I looked at his map. "I think you should ask Jacque. He did reconnaissance on this route last summer and he knows the way well. He can help you. He is a coronel in the French Army." Jacques came in with a hot chocolate.
"Café con leche is not the only thing that they make here," he stated.
"This is for you," I said pushing his quarter of orange to his banana. "Oh banana!" I have not had a banana in a long time. I used to have a banana tree in my garden in Africa."
"Garden in Africa? Where were you in Africa?" exclaimed the Canadian.
"I was in Zaire, the French Congo area for several years."
"Yes, Gabon, too. It was very beautiful there."
"I always wanted to go to Gabon but never got there. I was in Zimbabwe."
"What were you doing there?" I asked hoping for a missionary story.
"Teaching.

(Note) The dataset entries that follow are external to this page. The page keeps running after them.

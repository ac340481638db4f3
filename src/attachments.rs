//! Scoped staging of file attachments.
//!
//! Selecting a file for attachment acquires a real handle to it (open +
//! stat); the handle lives only for the duration of the add/update form.
//! Callers release handles explicitly, either one at a time (`remove`),
//! all at once (`discard`, the form-close path), or by committing the set
//! into persisted metadata records. Dropping the set releases anything
//! still staged so a bailed-out form cannot leak handles.
//!
//! Only metadata ever reaches the store; binary content is never persisted.

use std::fs::File;
use std::path::Path;

use thiserror::Error;
use tracing::debug;
use uuid::Uuid;

use crate::task::Attachment;

/// Per-file size ceiling, matching the 200 MB form limit.
pub const MAX_ATTACHMENT_BYTES: u64 = 200 * 1024 * 1024;

#[derive(Debug, Error)]
pub enum AttachError {
    #[error("{name}: file size must be less than 200MB ({size} bytes)")]
    TooLarge { name: String, size: u64 },
    #[error("{name}: {source}")]
    Unreadable {
        name: String,
        #[source]
        source: std::io::Error,
    },
    #[error("no staged attachment with id {0}")]
    NotStaged(Uuid),
}

/// One selected file: persisted-to-be metadata plus the live handle.
#[derive(Debug)]
pub struct StagedAttachment {
    pub id: Uuid,
    pub name: String,
    pub size: u64,
    pub mime: String,
    // Held open for the lifetime of the staging; closing it is the release.
    _handle: File,
}

/// The set of files currently selected on a task form.
#[derive(Debug, Default)]
pub struct StagedAttachments {
    staged: Vec<StagedAttachment>,
}

impl StagedAttachments {
    pub fn new() -> Self {
        Self::default()
    }

    /// Acquire a handle to `path` and stage it, enforcing the per-file
    /// size limit. A rejected file leaves previously staged files intact.
    pub fn stage(&mut self, path: &Path) -> Result<Uuid, AttachError> {
        self.stage_with_limit(path, MAX_ATTACHMENT_BYTES)
    }

    fn stage_with_limit(&mut self, path: &Path, limit: u64) -> Result<Uuid, AttachError> {
        let name = path
            .file_name()
            .map(|n| n.to_string_lossy().into_owned())
            .unwrap_or_else(|| path.display().to_string());
        let handle = File::open(path).map_err(|source| AttachError::Unreadable {
            name: name.clone(),
            source,
        })?;
        let size = handle
            .metadata()
            .map_err(|source| AttachError::Unreadable {
                name: name.clone(),
                source,
            })?
            .len();
        if size > limit {
            return Err(AttachError::TooLarge { name, size });
        }
        let id = Uuid::new_v4();
        debug!(%id, %name, size, "staged attachment");
        self.staged.push(StagedAttachment {
            id,
            name,
            size,
            mime: mime_for(path),
            _handle: handle,
        });
        Ok(id)
    }

    /// Release a single staged file (the form's "remove attachment" path).
    pub fn remove(&mut self, id: Uuid) -> Result<(), AttachError> {
        let before = self.staged.len();
        self.staged.retain(|a| a.id != id);
        if self.staged.len() == before {
            return Err(AttachError::NotStaged(id));
        }
        Ok(())
    }

    /// Release everything still staged (the form-close path).
    pub fn discard(&mut self) {
        if !self.staged.is_empty() {
            debug!(count = self.staged.len(), "discarding staged attachments");
        }
        self.staged.clear();
    }

    /// Convert the staged set into persisted metadata records, releasing
    /// every handle.
    pub fn commit(&mut self) -> Vec<Attachment> {
        self.staged
            .drain(..)
            .map(|a| Attachment {
                id: a.id,
                name: a.name,
                size: a.size,
                mime: a.mime,
            })
            .collect()
    }

    pub fn len(&self) -> usize {
        self.staged.len()
    }

    pub fn is_empty(&self) -> bool {
        self.staged.is_empty()
    }
}

/// Best-effort MIME guess from the file extension.
fn mime_for(path: &Path) -> String {
    let ext = path
        .extension()
        .map(|e| e.to_string_lossy().to_lowercase())
        .unwrap_or_default();
    match ext.as_str() {
        "png" => "image/png",
        "jpg" | "jpeg" => "image/jpeg",
        "gif" => "image/gif",
        "pdf" => "application/pdf",
        "txt" | "md" => "text/plain",
        "json" => "application/json",
        "zip" => "application/zip",
        "mp4" => "video/mp4",
        "mp3" => "audio/mpeg",
        _ => "application/octet-stream",
    }
    .to_string()
}

#[cfg(test)]
mod tests {
    use super::*;
    use std::io::Write;

    fn file_with_bytes(dir: &tempfile::TempDir, name: &str, len: usize) -> std::path::PathBuf {
        let path = dir.path().join(name);
        let mut f = File::create(&path).unwrap();
        f.write_all(&vec![0u8; len]).unwrap();
        path
    }

    #[test]
    fn stage_records_metadata() {
        let dir = tempfile::tempdir().unwrap();
        let path = file_with_bytes(&dir, "notes.txt", 42);
        let mut staged = StagedAttachments::new();
        staged.stage(&path).unwrap();
        let records = staged.commit();
        assert_eq!(records.len(), 1);
        assert_eq!(records[0].name, "notes.txt");
        assert_eq!(records[0].size, 42);
        assert_eq!(records[0].mime, "text/plain");
        assert!(staged.is_empty());
    }

    #[test]
    fn oversized_file_is_rejected_others_kept() {
        let dir = tempfile::tempdir().unwrap();
        let ok = file_with_bytes(&dir, "ok.png", 100);
        let big = file_with_bytes(&dir, "big.bin", 2048);
        let mut staged = StagedAttachments::new();
        staged.stage_with_limit(&ok, 1024).unwrap();
        let err = staged.stage_with_limit(&big, 1024).unwrap_err();
        assert!(matches!(err, AttachError::TooLarge { size: 2048, .. }));
        // The valid file stays staged despite the rejection.
        assert_eq!(staged.len(), 1);
    }

    #[test]
    fn remove_releases_a_single_handle() {
        let dir = tempfile::tempdir().unwrap();
        let a = file_with_bytes(&dir, "a.txt", 1);
        let b = file_with_bytes(&dir, "b.txt", 1);
        let mut staged = StagedAttachments::new();
        let id_a = staged.stage(&a).unwrap();
        staged.stage(&b).unwrap();
        staged.remove(id_a).unwrap();
        assert_eq!(staged.len(), 1);
        assert!(matches!(staged.remove(id_a), Err(AttachError::NotStaged(_))));
    }

    #[test]
    fn discard_releases_everything() {
        let dir = tempfile::tempdir().unwrap();
        let a = file_with_bytes(&dir, "a.txt", 1);
        let mut staged = StagedAttachments::new();
        staged.stage(&a).unwrap();
        staged.discard();
        assert!(staged.is_empty());
        assert!(staged.commit().is_empty());
    }

    #[test]
    fn missing_file_is_unreadable() {
        let dir = tempfile::tempdir().unwrap();
        let mut staged = StagedAttachments::new();
        let err = staged.stage(&dir.path().join("nope.txt")).unwrap_err();
        assert!(matches!(err, AttachError::Unreadable { .. }));
    }
}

I was teaching,"
"And what were you teaching?" I asked digging further.
"I was teaching teachers to teach." He paused, "I was teaching those who wanted to teach teach." I found it very interesting how he rephrased it into those who wanted to teach. In Africa it is better to explain exactly, and it sounded like that was what he was doing with me now. Then Anne asked me a question and the conversation about Africa spun on between the men.
Later as we walked, Jacques said, "The bad thing about having a banana tree in your garden is that there are huge snakes that look exactly like banana trees. They are very big, and very dangerous. They strike fast -- like an arrow. They are very poisonous. You are dead in one hour."
"Did you ever see one?"
"Oh, yes but they were very difficult to see because they look exacament like the tree."

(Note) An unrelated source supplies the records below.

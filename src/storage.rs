//! Key-value persistence adapter.
//!
//! Mirrors a browser-local storage layout on disk: each key maps to one
//! JSON file inside the data directory (`tasks.json`, `categories.json`,
//! `color_theme.json`). Reads fall back to a caller-supplied default when
//! the file is absent or unparseable; writes are unconditional and
//! atomic-ish via temp file + rename.

use std::fs::{self, File};
use std::io::{Read, Write};
use std::path::{Path, PathBuf};

use serde::de::DeserializeOwned;
use serde::Serialize;
use tracing::warn;

/// Storage key holding the serialized task collection.
pub const KEY_TASKS: &str = "tasks";
/// Storage key holding the serialized category names.
pub const KEY_CATEGORIES: &str = "categories";
/// Storage key holding the display theme string, consumed by an external
/// theming collaborator.
pub const KEY_THEME: &str = "color_theme";

/// File-backed key-value storage rooted at a data directory.
#[derive(Debug, Clone)]
pub struct Storage {
    dir: PathBuf,
}

impl Storage {
    pub fn new(dir: impl Into<PathBuf>) -> Self {
        Storage { dir: dir.into() }
    }

    fn path_for(&self, key: &str) -> PathBuf {
        self.dir.join(format!("{key}.json"))
    }

    /// True when the key has a persisted value on disk.
    pub fn contains(&self, key: &str) -> bool {
        self.path_for(key).exists()
    }

    /// Read and deserialize a key, falling back to `default` when the file
    /// is missing or its contents cannot be parsed. No partial recovery of
    /// a corrupt record is attempted.
    pub fn load<T, F>(&self, key: &str, default: F) -> T
    where
        T: DeserializeOwned,
        F: FnOnce() -> T,
    {
        let path = self.path_for(key);
        if !path.exists() {
            return default();
        }
        let mut buf = String::new();
        match File::open(&path).and_then(|mut f| f.read_to_string(&mut buf)) {
            Ok(_) => match serde_json::from_str(&buf) {
                Ok(v) => v,
                Err(e) => {
                    warn!(key, error = %e, "unparseable storage value, using default");
                    default()
                }
            },
            Err(e) => {
                warn!(key, error = %e, "unreadable storage file, using default");
                default()
            }
        }
    }

    /// Serialize and write a key unconditionally. Write failures propagate
    /// to the caller; there is no retry or rollback.
    pub fn save<T: Serialize>(&self, key: &str, value: &T) -> std::io::Result<()> {
        fs::create_dir_all(&self.dir)?;
        let path = self.path_for(key);
        let tmp = path.with_extension("json.tmp");
        let mut f = File::create(&tmp)?;
        let data = serde_json::to_string_pretty(value)
            .map_err(|e| std::io::Error::new(std::io::ErrorKind::InvalidData, e))?;
        f.write_all(data.as_bytes())?;
        f.flush()?;
        fs::rename(tmp, path)?;
        Ok(())
    }

    pub fn dir(&self) -> &Path {
        &self.dir
    }
}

"So what did you do? Did you get a big stick? Or did you send one of your servants out to get him?"
"One time there was a very loud noise on the roof. It was a mamba noire - black mamba - four meters long. They are very dangerous, too." He said. Jacque has an interesting way of avoiding the question and continuing his story from wherever it takes him. I think it is the language barrier. I think he can speak English better than he can hear it. But that could be true for his native tonung as well. Being a male creature and all.
"The very educated man, a doctor, from next door started calling, 'Coronel! Coronel! You must get your gun and come kill this snake.'
"I had a cache of weapons in my home, but it was only grenades and a machine gun. If I started shooting a machine gun, it would start all kinds of problems,
So we got many people to surround the house and make a noise to keep the snake where he was. I ran down to get a gun. I told the man, I need a rifle!" He said what for. . There was quite a ruckus.
”I came back with the rifle and climbed up the ladder to the roof. I took careful aim, like this," Jacques mimicked the gun with his hiking stick, "and killed the snake with one shot." Or maybe it was two with the way he mimed the hunting adventure.
"In the meantime the local army had been notified and they came in their riot gear. They saw the dead snake and started firing upon it for 10 minutes straight.
"The whole time my wife was inside taking pictures through the windows."
Last night, trying to fall asleep under the huge Korean, I thought of the first line of my book. 'I slept under the huge Korean tonight.' It always seems like a much better idea when you are half asleep. But as I examined the bulging springs of the bunk overhead it seemed like a good idea. I was actually afraid that the bed was going to come crashing down across my neck. I would be screaming and trying to make one last great effort to heave the bunk and the Korean tonnage from my windpipe. The German men who skoff at me carrying my computer, "Such an American!" would come running to help and be impressed as I benchlift the weight above me. "Strong Woman" would be my final words and as I began to write the newspaper headline, Arizona Pilgrim Finds Peace in Tragic Alburgue Accident, I somehow fall asleep.